= Saved data entries =
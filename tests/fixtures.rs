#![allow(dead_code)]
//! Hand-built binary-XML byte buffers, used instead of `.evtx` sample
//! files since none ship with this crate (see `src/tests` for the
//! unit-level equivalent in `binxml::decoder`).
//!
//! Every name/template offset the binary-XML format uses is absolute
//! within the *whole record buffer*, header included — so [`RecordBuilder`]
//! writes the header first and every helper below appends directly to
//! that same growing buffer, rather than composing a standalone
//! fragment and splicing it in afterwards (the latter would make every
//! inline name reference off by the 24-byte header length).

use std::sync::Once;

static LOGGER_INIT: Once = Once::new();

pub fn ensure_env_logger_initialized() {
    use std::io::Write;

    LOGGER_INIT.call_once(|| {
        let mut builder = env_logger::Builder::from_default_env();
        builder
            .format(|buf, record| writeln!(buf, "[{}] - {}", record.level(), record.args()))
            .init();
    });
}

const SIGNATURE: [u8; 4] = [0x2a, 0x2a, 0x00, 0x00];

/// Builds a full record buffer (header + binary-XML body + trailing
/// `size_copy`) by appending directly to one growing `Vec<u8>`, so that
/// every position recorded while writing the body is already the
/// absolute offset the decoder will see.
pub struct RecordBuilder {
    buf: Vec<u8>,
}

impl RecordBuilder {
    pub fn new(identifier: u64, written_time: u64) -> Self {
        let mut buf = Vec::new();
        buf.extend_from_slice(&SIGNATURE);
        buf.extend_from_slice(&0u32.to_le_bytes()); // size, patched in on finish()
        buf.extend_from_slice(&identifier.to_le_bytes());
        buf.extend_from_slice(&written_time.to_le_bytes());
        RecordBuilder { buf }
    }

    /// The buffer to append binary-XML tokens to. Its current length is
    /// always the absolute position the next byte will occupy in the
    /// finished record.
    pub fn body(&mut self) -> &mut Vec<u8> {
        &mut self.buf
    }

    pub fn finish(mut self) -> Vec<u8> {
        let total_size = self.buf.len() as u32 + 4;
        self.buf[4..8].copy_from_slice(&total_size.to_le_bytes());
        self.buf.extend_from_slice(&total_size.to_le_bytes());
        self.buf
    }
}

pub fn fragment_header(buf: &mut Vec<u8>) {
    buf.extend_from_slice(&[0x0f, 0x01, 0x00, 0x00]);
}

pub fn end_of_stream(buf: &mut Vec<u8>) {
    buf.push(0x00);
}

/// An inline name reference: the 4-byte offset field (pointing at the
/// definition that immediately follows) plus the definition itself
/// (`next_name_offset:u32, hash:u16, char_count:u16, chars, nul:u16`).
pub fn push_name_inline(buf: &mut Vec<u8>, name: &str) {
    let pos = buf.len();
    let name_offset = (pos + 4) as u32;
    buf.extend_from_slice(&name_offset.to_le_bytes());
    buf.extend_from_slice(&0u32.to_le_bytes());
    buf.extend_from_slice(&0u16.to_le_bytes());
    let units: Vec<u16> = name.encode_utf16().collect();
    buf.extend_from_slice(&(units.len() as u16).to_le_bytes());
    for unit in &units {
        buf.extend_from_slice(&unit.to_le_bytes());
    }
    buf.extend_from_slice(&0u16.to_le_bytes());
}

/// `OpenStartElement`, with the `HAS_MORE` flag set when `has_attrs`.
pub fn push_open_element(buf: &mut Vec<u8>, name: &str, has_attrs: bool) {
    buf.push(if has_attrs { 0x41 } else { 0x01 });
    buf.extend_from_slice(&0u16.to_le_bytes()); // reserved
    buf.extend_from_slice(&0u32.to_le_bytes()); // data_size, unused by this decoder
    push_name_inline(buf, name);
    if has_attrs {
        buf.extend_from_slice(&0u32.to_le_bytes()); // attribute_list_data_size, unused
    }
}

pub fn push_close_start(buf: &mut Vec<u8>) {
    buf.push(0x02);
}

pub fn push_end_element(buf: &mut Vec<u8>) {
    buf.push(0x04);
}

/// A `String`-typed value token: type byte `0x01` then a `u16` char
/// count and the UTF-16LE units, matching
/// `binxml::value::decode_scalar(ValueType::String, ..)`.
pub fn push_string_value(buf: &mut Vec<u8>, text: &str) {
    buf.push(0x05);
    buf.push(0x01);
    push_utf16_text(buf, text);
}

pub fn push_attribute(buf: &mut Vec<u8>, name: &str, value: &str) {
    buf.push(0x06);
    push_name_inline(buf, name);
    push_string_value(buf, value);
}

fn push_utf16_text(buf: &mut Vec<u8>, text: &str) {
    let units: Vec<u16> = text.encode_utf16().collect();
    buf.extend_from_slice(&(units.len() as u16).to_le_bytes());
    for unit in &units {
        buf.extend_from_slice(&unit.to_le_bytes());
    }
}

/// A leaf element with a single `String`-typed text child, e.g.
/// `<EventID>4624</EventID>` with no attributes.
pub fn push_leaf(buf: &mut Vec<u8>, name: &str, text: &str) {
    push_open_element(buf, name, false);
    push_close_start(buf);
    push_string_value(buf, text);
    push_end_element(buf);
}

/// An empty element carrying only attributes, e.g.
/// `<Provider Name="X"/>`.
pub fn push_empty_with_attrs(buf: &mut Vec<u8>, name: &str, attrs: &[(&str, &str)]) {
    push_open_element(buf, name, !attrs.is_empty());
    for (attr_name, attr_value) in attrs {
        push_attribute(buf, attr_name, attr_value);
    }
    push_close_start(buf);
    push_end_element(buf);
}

= What is needed =
Copy out each line from the preceding entries that mentions the word "attributes".

= Exercise answer =
/// `<EventID>4624</EventID>` with no attributes.
/// An empty element carrying only attributes, e.g.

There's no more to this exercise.